Methodology In the present study 10 protein-rich food sources (> 20% protein content on dry basis) were used to prepare protein hydrolysates using alcalase and trypsin to investigate the effect of enzymes on ACE-I inhibitory and antioxidant activity.
Results Among all the sources, the highest degree of hydrolysis was observed in sardine (62.89%) followed by soybean (61.24%) when hydrolyzed by alcalase. Kidney pea exhibited highest ACE-I inhibitory activity with IC50 value of 0.517 and 0.521 when hydrolyzed using both trypsin and alcalase, respectively.

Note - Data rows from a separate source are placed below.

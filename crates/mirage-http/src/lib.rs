//! # Mirage HTTP
//!
//! The HTTP surface of the Mirage mock platform: the catch-all dispatcher,
//! the upstream forwarder with automatic mock failover, the mock generator,
//! the learning worker, the `/admin` control plane, and the live WebSocket
//! feed of the request log.

pub mod admin;
pub mod broadcast;
pub mod dispatcher;
pub mod error;
pub mod forwarder;
pub mod learning;
pub mod mock;
pub mod state;

pub use broadcast::Broadcaster;
pub use error::ApiError;
pub use learning::{LearningBuffer, Observation};
pub use state::{router, AppConfig, AppState};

All the sources selected showed nonsignificant changes in ACE-I inhibitory activity between alcalase and trypsin (p < 0.05) except Bengal gram and chicken. Antioxidant activity was higher in alcalase hydrolyzed egg yolk (43.08%).
Conclusion Among the sources, all animal proteins hydrolyzed using alcalase exhibited significantly higher (p < 0.05) antioxidant activity than trypsin. However, protein hydrolysates prepared from sardine using alcalase would yield bioactive peptides with higher ACE-I inhibitory and antioxidant activity. Therefore, use of alcalase as a substitution for trypsin would be economical for large-scale production. Henceforth, food protein hydrolyzed by alcalase can be used as a functional ingredient for the development of functional or nutraceutical foods to combat lifestyle diseases.
Publikationsverlauf
Artikel online veröffentlicht:
23. Mai 2024
© 2024. The Author(s). This is an open access article published by Thieme under the terms of the Creative Commons Attribution License, permitting unrestricted use, distribution, and reproduction so long as the original work is properly cited. (https://creativecommons.org/licenses/by/4.0/)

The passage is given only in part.